Everywhere Girl

26 février 2023 à 22:03

Quand j’étais jeune, il n’y avait qu’un univers et on était parfaitement contentes. Les jeunes de maintenant, il leur faut des multiverses, sinon rien !

Je plaisante, mais c’est vrai que le concept de multivers est devenu omniprésent en l’espace de quelques années. Pour les jeunes générations, il relève désormais de l’évidence (alors qu’à mon époque, à part dans Sliders et peut-être une ou deux autres séries, bon) avec toutes ses complexités, aussi sûrement que le voyage dans le temps et son paradoxe temporel étaient entrés dans la conscience collective avant lui. En témoigne l’apparition en janvier sur Disney+ de Mila no Multiverso, une série brésilienne pour la jeunesse qui repose entièrement sur les possibilités du genre.
Pour la jeunesse ! Je sais pas si vous vous rendez compte.

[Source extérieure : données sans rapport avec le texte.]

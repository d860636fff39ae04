//! Serpline Core - Common infrastructure for search analytics ingestion
//!
//! This crate provides the shared pieces used by the ingestion pipeline:
//! a pooled HTTP client with a blocking facade, logging setup, and
//! TTY-aware progress reporting.

pub mod http;
pub mod logging;
pub mod progress;

// Re-exports for convenience
pub use http::{HttpError, SHARED_RUNTIME, http_client};
pub use logging::{IndicatifLogger, init_logging};
pub use progress::{ProgressContext, SharedProgress, fmt_num};
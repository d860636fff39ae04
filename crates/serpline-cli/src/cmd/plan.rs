//! `serpline plan` - show the resolved job plan

use anyhow::Result;
use comfy_table::{Cell, Color, Table, modifiers::UTF8_ROUND_CORNERS, presets::UTF8_FULL};

use serpline_ingest::job::{DestinationSpec, JobDescriptor};
use serpline_ingest::Config;

pub fn run(config: &Config) -> Result<()> {
    let today = chrono::Utc::now().date_naive();

    let mut table = Table::new();
    table
        .load_preset(UTF8_FULL)
        .apply_modifier(UTF8_ROUND_CORNERS)
        .set_header(vec![
            Cell::new("Property").fg(Color::Cyan),
            Cell::new("Destination").fg(Color::Cyan),
            Cell::new("Date").fg(Color::Cyan),
            Cell::new("Search types").fg(Color::Cyan),
            Cell::new("Dimensions").fg(Color::Cyan),
            Cell::new("Status").fg(Color::Cyan),
        ]);

    for (property, settings_list) in &config.properties {
        for settings in settings_list {
            match JobDescriptor::resolve(property, settings, &config.destination) {
                Ok(job) => {
                    let destination = match &job.destination {
                        DestinationSpec::Warehouse { table, dataset } => match dataset {
                            Some(ds) => format!("{ds}.{table}"),
                            None => table.clone(),
                        },
                        DestinationSpec::DocumentStore { collection } => collection.clone(),
                    };
                    let date = job
                        .request_date(today)
                        .map(|d| d.format("%Y-%m-%d").to_string())
                        .unwrap_or_else(|| "out of range".to_string());
                    table.add_row(vec![
                        Cell::new(property),
                        Cell::new(destination),
                        Cell::new(date),
                        Cell::new(job.search_types.join(", ")),
                        Cell::new(job.dimensions.join(", ")),
                        Cell::new("ok").fg(Color::Green),
                    ]);
                }
                Err(e) => {
                    table.add_row(vec![
                        Cell::new(property),
                        Cell::new("-"),
                        Cell::new("-"),
                        Cell::new("-"),
                        Cell::new("-"),
                        Cell::new(format!("{e}")).fg(Color::Red),
                    ]);
                }
            }
        }
    }

    if config.job_count() == 0 {
        log::warn!("No properties configured");
    }

    eprintln!("\n{table}");
    Ok(())
}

L’héroïne de Mila no Multiverso a beau avoir 16 ans (en fait, c’est même son anniversaire quand commence la série), la série s’adresse vraisemblablement à un public plus jeune, le ton et la production value laissant penser que la cible serait plutôt les 10 ans et plus (un peu comme Nowhere Boys, série australienne avec laquelle elle partage plusieurs caractéristiques).
Ludmila dite « Mila » est la fille d’Elis, une inventeuse de génie qui passe tout son temps dans son laboratoire, localisé sous leur maison mais qui pourrait aussi bien être à des années-lumière tant la mère et la fille ne se parlent plus depuis une décennie. Pourtant, elles étaient complices quand Mila était enfant… La jeune fille est même convaincue que sa mère a oublié son anniversaire, et ça ne s’arrange pas quand de mystérieux personnages masqués viennent fouiller leur maison, conduisant Elis à s’enfuir dans un autre univers à l’aide du PÓLEN, un instrument qui permet d’être transférée dans le corps d’une de ses doubles n’importe où dans le multivers (et, du coup, vice versa).
Ces figures inquiétantes s’appellent des Operadores (« Opérateurs » dans la VF, j’imagine), et viennent également d’un monde parallèle. Leur but affiché : détruire chaque univers du multivers… sauf le leur, qui est considéré par leur organisation comme l’unique univers légitime. Mais ça évidemment, Mila ne le sait pas. Elle ignore aussi qu’Elis a passé les 10 dernières années à lui construire son propre PÓLEN, pour qu’elles puissent voyager ensemble. Les événements se sont précipités avant qu’Elis ne puisse tout lui expliquer, et voilà Mila qui trouve, par hasard, le PÓLEN qui lui était destiné, commençant à voyager à son tour.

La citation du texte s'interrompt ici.